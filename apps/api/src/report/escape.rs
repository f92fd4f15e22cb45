/// Zero-width break opportunity. Lets LaTeX wrap long unbroken tokens
/// (URLs, DOIs, grant numbers) inside fixed-width `p{}` columns.
pub const SOFT_BREAK: &str = "\\hspace{0pt}";

/// Escapes characters that are significant to LaTeX.
pub fn latex_escape(input: &str) -> String {
    let mut out = String::with_capacity(input.len());
    for c in input.chars() {
        push_escaped(&mut out, c);
    }
    out
}

/// Escapes `input` and inserts a soft break after every digit, punctuation mark and
/// separator. Line breaks in the source become `\newline`.
pub fn latex_escape_with_breaks(input: &str) -> String {
    let mut out = String::with_capacity(input.len() * 2);
    for c in input.chars() {
        if c == '\n' {
            out.push_str("\\newline ");
            continue;
        }
        if c == '\r' {
            continue;
        }
        push_escaped(&mut out, c);
        if breaks_after(c) {
            out.push_str(SOFT_BREAK);
        }
    }
    out
}

fn breaks_after(c: char) -> bool {
    c.is_ascii_digit()
        || matches!(
            c,
            ',' | '.' | ';' | ':' | '/' | '\\' | '-' | '_' | ')' | ']' | '}' | '!' | '?' | '|'
                | '@' | '&' | '+' | '=' | '%' | '#'
        )
}

fn push_escaped(out: &mut String, c: char) {
    match c {
        '\\' => out.push_str("\\textbackslash{}"),
        '{' => out.push_str("\\{"),
        '}' => out.push_str("\\}"),
        '$' => out.push_str("\\$"),
        '&' => out.push_str("\\&"),
        '#' => out.push_str("\\#"),
        '^' => out.push_str("\\^{}"),
        '_' => out.push_str("\\_"),
        '%' => out.push_str("\\%"),
        '~' => out.push_str("\\~{}"),
        '<' => out.push_str("\\textless{}"),
        '>' => out.push_str("\\textgreater{}"),
        '\u{2014}' => out.push_str("---"),
        '\u{2013}' => out.push_str("--"),
        '\u{201C}' => out.push_str("``"),
        '\u{201D}' => out.push_str("''"),
        '\u{2018}' => out.push('`'),
        '\u{2019}' => out.push('\''),
        _ => out.push(c),
    }
}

What you should do:
Repeat exactly, and only, the lines from the one containing "fn push_escaped(out: &mut" through the end of the material.

Solution:
fn push_escaped(out: &mut String, c: char) {
    match c {
        '\\' => out.push_str("\\textbackslash{}"),
        '{' => out.push_str("\\{"),
        '}' => out.push_str("\\}"),
        '$' => out.push_str("\\$"),
        '&' => out.push_str("\\&"),
        '#' => out.push_str("\\#"),
        '^' => out.push_str("\\^{}"),
        '_' => out.push_str("\\_"),
        '%' => out.push_str("\\%"),
        '~' => out.push_str("\\~{}"),
        '<' => out.push_str("\\textless{}"),
        '>' => out.push_str("\\textgreater{}"),
        '\u{2014}' => out.push_str("---"),
        '\u{2013}' => out.push_str("--"),
        '\u{201C}' => out.push_str("``"),
        '\u{201D}' => out.push_str("''"),
        '\u{2018}' => out.push('`'),
        '\u{2019}' => out.push('\''),
        _ => out.push(c),
    }
}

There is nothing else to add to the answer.